━━ The records ━━

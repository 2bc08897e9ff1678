//! Family construction from major, minor and patch walks
//!
//! Major releases seed one family each. Within a family the minor walk has
//! to finish before the patch walks can start, but the patch walks of
//! different minors, and whole families, run concurrently.

use std::future::Future;
use std::sync::Arc;

use futures::future::{join_all, try_join_all};
use tracing::{info, warn};

use crate::config::FIRST_KNOWN_VERSION;
use crate::discovery::error::DiscoveryError;
use crate::discovery::resolver::ReleaseResolver;
use crate::discovery::semver::{Axis, SemanticVersion};
use crate::discovery::types::{Family, Release};
use crate::discovery::walker::walk;

/// Discovers every release family reachable from a first known version
pub struct FamilyBuilder {
    resolver: Arc<dyn ReleaseResolver>,
    first_version: SemanticVersion,
}

impl FamilyBuilder {
    pub fn new(resolver: Arc<dyn ReleaseResolver>) -> Self {
        Self {
            resolver,
            first_version: FIRST_KNOWN_VERSION,
        }
    }

    /// Overrides the version the major walk starts from
    pub fn with_first_version(mut self, first_version: SemanticVersion) -> Self {
        self.first_version = first_version;
        self
    }

    /// Discovers all families, one per major version found.
    ///
    /// Releases within a family are in discovery order, not sorted.
    pub async fn discover_all_families(&self) -> Result<Vec<Family>, DiscoveryError> {
        let seeds = walk(self.resolver.as_ref(), self.first_version, Axis::Major).await;
        info!("Found {} major version(s)", seeds.len());

        let families = try_join_all(seeds.into_iter().map(|seed| self.build_family(seed))).await?;

        let release_count: usize = families.iter().map(|f| f.releases().len()).sum();
        info!(
            "Discovered {} release(s) across {} families",
            release_count,
            families.len()
        );
        Ok(families)
    }

    /// Runs [`Self::discover_all_families`] until `cancel` completes.
    ///
    /// Cancellation drops every in-flight probe and returns
    /// [`DiscoveryError::Cancelled`] instead of a partial result.
    pub async fn discover_until<F>(&self, cancel: F) -> Result<Vec<Family>, DiscoveryError>
    where
        F: Future<Output = ()>,
    {
        tokio::select! {
            biased;
            () = cancel => {
                warn!("Discovery cancelled; discarding partial results");
                Err(DiscoveryError::Cancelled)
            }
            result = self.discover_all_families() => result,
        }
    }

    async fn build_family(&self, seed: Release) -> Result<Family, DiscoveryError> {
        let seed_version = seed.version;
        let major = seed_version.major;
        let mut family = Family::new(major, vec![seed])?;

        let minor_releases = match seed_version.incremented(Axis::Minor) {
            Some(start) => walk(self.resolver.as_ref(), start, Axis::Minor).await,
            None => Vec::new(),
        };

        let patch_starts: Vec<SemanticVersion> = std::iter::once(seed_version)
            .chain(minor_releases.iter().map(|release| release.version))
            .filter_map(|version| version.incremented(Axis::Patch))
            .collect();
        family.extend(minor_releases)?;

        let patch_walks = patch_starts
            .into_iter()
            .map(|start| walk(self.resolver.as_ref(), start, Axis::Patch));
        let patch_releases = join_all(patch_walks).await.into_iter().flatten();
        family.extend(patch_releases)?;

        info!(
            "Family {} has {} release(s)",
            major,
            family.releases().len()
        );
        Ok(family)
    }
}
//! Collector run: discovery followed by export

use std::path::{Path, PathBuf};
use std::sync::Arc;
use std::time::Duration;

use anyhow::{Context, bail};
use tracing::{error, info, warn};
use tracing_appender::non_blocking::WorkerGuard;
use tracing_subscriber::filter::EnvFilter;
use tracing_subscriber::layer::SubscriberExt;
use tracing_subscriber::util::SubscriberInitExt;
use tracing_subscriber::{Layer, fmt};

use crate::config::{CollectorConfig, log_path};
use crate::discovery::builder::FamilyBuilder;
use crate::discovery::error::DiscoveryError;
use crate::discovery::probers::HttpProber;
use crate::discovery::resolver::PlatformReleaseResolver;
use crate::discovery::types::Family;
use crate::discovery::url::UrlCalculator;
use crate::export::writer::write_catalog_files;

/// Options taken from the command line
#[derive(Debug, Clone, Default)]
pub struct RunOptions {
    pub write_dir: PathBuf,
    pub config_path: Option<PathBuf>,
    /// `Some(None)` logs to the default log file
    pub log_file: Option<Option<PathBuf>>,
    pub json_logs: bool,
    pub verbose: u8,
}

fn filter_for(verbose: u8) -> EnvFilter {
    let default_directive = match verbose {
        0 => "info",
        1 => "debug",
        _ => "trace",
    };
    EnvFilter::try_from_default_env().unwrap_or_else(|_| EnvFilter::new(default_directive))
}

/// Installs the global subscriber. Keep the returned guard alive to flush the log file.
pub fn init_logging(options: &RunOptions) -> anyhow::Result<Option<WorkerGuard>> {
    let stderr_layer = if options.json_logs {
        fmt::layer().json().with_writer(std::io::stderr).boxed()
    } else {
        fmt::layer()
            .with_target(false)
            .with_writer(std::io::stderr)
            .compact()
            .boxed()
    };

    let (file_layer, guard) = match &options.log_file {
        Some(path) => {
            let path = path.clone().unwrap_or_else(log_path);
            let (writer, guard) = file_writer(&path)?;
            let layer = fmt::layer().with_ansi(false).with_writer(writer).boxed();
            (Some(layer), Some(guard))
        }
        None => (None, None),
    };

    tracing_subscriber::registry()
        .with(filter_for(options.verbose))
        .with(stderr_layer)
        .with(file_layer)
        .try_init()
        .context("failed to install tracing subscriber")?;

    Ok(guard)
}

fn file_writer(
    path: &Path,
) -> anyhow::Result<(tracing_appender::non_blocking::NonBlocking, WorkerGuard)> {
    let directory = path
        .parent()
        .filter(|p| !p.as_os_str().is_empty())
        .unwrap_or_else(|| Path::new("."));
    let file_name = path
        .file_name()
        .with_context(|| format!("log file path has no file name: {}", path.display()))?;
    std::fs::create_dir_all(directory)
        .with_context(|| format!("failed to create log directory {}", directory.display()))?;

    let appender = tracing_appender::rolling::never(directory, file_name);
    Ok(tracing_appender::non_blocking(appender))
}

/// Discovers families using the HTTP prober described by `config`
pub async fn discover<F>(config: &CollectorConfig, cancel: F) -> anyhow::Result<Vec<Family>>
where
    F: std::future::Future<Output = ()>,
{
    let prober = HttpProber::new(Duration::from_millis(config.probe_timeout_ms))?;
    let resolver = PlatformReleaseResolver::with_concurrency(
        Arc::new(prober),
        UrlCalculator::new(&config.base_url),
        config.max_concurrent_probes,
    );
    let builder =
        FamilyBuilder::new(Arc::new(resolver)).with_first_version(config.first_version);

    info!(
        "Discovering releases from {} starting at {}",
        config.base_url, config.first_version
    );
    match builder.discover_until(cancel).await {
        Ok(families) => Ok(families),
        Err(DiscoveryError::Cancelled) => bail!("discovery cancelled; no files written"),
        Err(e) => Err(e.into()),
    }
}

/// Runs discovery and writes the catalog files
pub async fn run(options: RunOptions) -> anyhow::Result<()> {
    let _guard = init_logging(&options)?;

    let config = CollectorConfig::load(options.config_path.as_deref())?;
    let cancel = async {
        if let Err(e) = tokio::signal::ctrl_c().await {
            error!("Failed to listen for Ctrl-C: {}", e);
            std::future::pending::<()>().await;
        }
    };

    let families = discover(&config, cancel).await?;
    if families.is_empty() {
        warn!(
            "No releases found at {}; the host may be unreachable. Skipping export.",
            config.base_url
        );
        bail!("no releases discovered");
    }
    info!("Done collecting all families data.");

    let written = write_catalog_files(&options.write_dir, families, chrono::Utc::now())?;
    info!("Done writing {} JSON files.", written.len());
    Ok(())
}
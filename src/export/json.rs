//! JSON catalog document
//!
//! ```json
//! {
//!     "13": {
//!         "13.0v1": {
//!             "installer": {
//!                 "mac_arm": null,
//!                 "mac_x86_64": "https://.../Nuke-13.0v1-mac-x86-64-installer.dmg",
//!                 "linux_x86_64": "https://.../Nuke-13.0v1-linux-x86-64-installer.tgz",
//!                 "windows_x86_64": "https://.../Nuke-13.0v1-win-x86-64-installer.zip"
//!             },
//!             "date": "Tue, 20 Apr 2021 09:41:12 GMT",
//!             "supported": false
//!         }
//!     }
//! }
//! ```

use chrono::{DateTime, Utc};
use indexmap::IndexMap;
use serde::{Deserialize, Serialize};

use crate::discovery::semver::SemanticVersion;
use crate::discovery::types::{Family, Release, ReleaseArtifacts};
use crate::export::error::ExportError;
use crate::export::support::is_supported;

/// One release entry, keyed by its version string
#[derive(Debug, Clone, PartialEq, Eq, Serialize, Deserialize)]
pub struct ReleaseEntry {
    pub installer: ReleaseArtifacts,
    pub date: Option<String>,
    pub supported: bool,
}

/// Releases of one family keyed by version string, in family order
pub type FamilyEntries = IndexMap<String, ReleaseEntry>;

/// Whole catalog keyed by major version, in family order
#[derive(Debug, Clone, Default, PartialEq, Eq, Serialize, Deserialize)]
#[serde(transparent)]
pub struct CatalogDocument(pub IndexMap<String, FamilyEntries>);

impl CatalogDocument {
    /// Builds the document, classifying support at `now`
    pub fn from_families(families: &[Family], now: DateTime<Utc>) -> Self {
        let document: IndexMap<String, FamilyEntries> = families
            .iter()
            .map(|family| {
                let entries: FamilyEntries = family
                    .releases()
                    .iter()
                    .map(|release| {
                        let entry = ReleaseEntry {
                            installer: release.artifacts.clone(),
                            date: release.timestamp.clone(),
                            supported: is_supported(release, now),
                        };
                        (release.version.to_string(), entry)
                    })
                    .collect();
                (family.major().to_string(), entries)
            })
            .collect();

        Self(document)
    }

    /// Rebuilds families from the document. The `supported` flags are dropped.
    pub fn into_families(self) -> Result<Vec<Family>, ExportError> {
        self.0
            .into_iter()
            .map(|(major, entries)| {
                let major: u32 = major
                    .parse()
                    .map_err(|_| ExportError::InvalidMajor(major.clone()))?;
                let releases = entries
                    .into_iter()
                    .map(|(version, entry)| {
                        let version: SemanticVersion = version.parse()?;
                        Ok(Release::new(version, entry.installer, entry.date))
                    })
                    .collect::<Result<Vec<_>, ExportError>>()?;
                Ok(Family::new(major, releases)?)
            })
            .collect()
    }

    pub fn to_json_pretty(&self) -> Result<String, ExportError> {
        Ok(serde_json::to_string_pretty(self)?)
    }

    pub fn from_json(json: &str) -> Result<Self, ExportError> {
        Ok(serde_json::from_str(json)?)
    }
}
use thiserror::Error;

#[derive(Debug, Error)]
pub enum ProbeError {
    #[error("Probe timed out: {0}")]
    Timeout(String),

    #[error("Network error: {0}")]
    Network(#[from] reqwest::Error),

    #[error("Malformed response from {url}: missing last-modified header")]
    MalformedResponse { url: String },
}

impl ProbeError {
    /// Classifies a reqwest failure for `url`, separating timeouts from other network errors
    pub fn from_request(url: &str, err: reqwest::Error) -> Self {
        if err.is_timeout() {
            ProbeError::Timeout(url.to_string())
        } else {
            ProbeError::Network(err)
        }
    }
}

#[derive(Debug, Error, PartialEq, Eq)]
#[error("Family {expected} cannot hold release {found}: major versions differ")]
pub struct IncompatibleFamilyError {
    pub expected: u32,
    pub found: String,
}

#[derive(Debug, Error)]
pub enum DiscoveryError {
    #[error("Discovery was cancelled")]
    Cancelled,

    #[error(transparent)]
    IncompatibleFamily(#[from] IncompatibleFamilyError),
}

#[derive(Debug, Error, PartialEq, Eq)]
#[error("Invalid release version: {0:?} (expected e.g. \"13.0v1\")")]
pub struct VersionParseError(pub String);
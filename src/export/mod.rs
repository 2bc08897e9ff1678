//! Export of discovered families as JSON catalogs
//!
//! # Modules
//!
//! - [`catalog`]: Sorting and minor-release reduction
//! - [`support`]: Support window classification
//! - [`json`]: JSON document shape and round-trip
//! - [`writer`]: Writes the four catalog files
//! - [`error`]: Export error type

pub mod catalog;
pub mod error;
pub mod json;
pub mod support;
pub mod writer;
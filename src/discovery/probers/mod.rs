//! Prober implementations

pub mod http;

pub use http::HttpProber;
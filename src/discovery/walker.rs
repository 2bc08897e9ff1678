//! Axis walks over the version space
//!
//! There is no index of published versions, so a walk keeps incrementing
//! one field until a version cannot be resolved. Each walk costs exactly
//! one resolution past its last release.

use tracing::{debug, info};

use crate::discovery::resolver::ReleaseResolver;
use crate::discovery::semver::{Axis, SemanticVersion};
use crate::discovery::types::Release;

/// First version after the unreleased 10.1 to 10.4 range
pub const GAP_END: SemanticVersion = SemanticVersion::new(10, 5, 1);

/// Last version before the unreleased range
pub const GAP_START: SemanticVersion = SemanticVersion::new(10, 0, 6);

/// Moves a version that falls inside the numbering gap to [`GAP_END`]
pub fn skip_unreleased_gap(version: SemanticVersion) -> SemanticVersion {
    if GAP_START < version && version < GAP_END {
        debug!("Skipping unreleased range: {} -> {}", version, GAP_END);
        GAP_END
    } else {
        version
    }
}

/// Walks `axis` upward from `start` and returns every release found.
///
/// The first candidate is `start` after the gap skip; it is included in the
/// result when it resolves. Callers pass a version one step beyond the
/// release they already hold. The walk stops at the first version that does
/// not resolve.
pub async fn walk<R>(resolver: &R, start: SemanticVersion, axis: Axis) -> Vec<Release>
where
    R: ReleaseResolver + ?Sized,
{
    let mut candidate = Some(skip_unreleased_gap(start));
    let mut releases = Vec::new();

    while let Some(version) = candidate {
        let Some(release) = resolver.resolve(version).await else {
            break;
        };
        releases.push(release);
        candidate = version.incremented(axis);
    }

    if releases.is_empty() {
        debug!("No {} releases from {}", axis.as_str(), start);
    } else {
        info!(
            "Found {} {} release(s) from {}",
            releases.len(),
            axis.as_str(),
            start
        );
    }

    releases
}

━━━

» Directions
Your answer should consist solely of the lines above from the line with "filename src/export/mod.rs" to the line with "pub mod http;", both included, reproduced exactly.

» Reply
filename src/export/mod.rs
repository 2bc08897e9ff1678
//! Export of discovered families as JSON catalogs
//!
//! # Modules
//!
//! - [`catalog`]: Sorting and minor-release reduction
//! - [`support`]: Support window classification
//! - [`json`]: JSON document shape and round-trip
//! - [`writer`]: Writes the four catalog files
//! - [`error`]: Export error type

pub mod catalog;
pub mod error;
pub mod json;
pub mod support;
pub mod writer;
filename src/discovery/probers/mod.rs
//! Prober implementations

pub mod http;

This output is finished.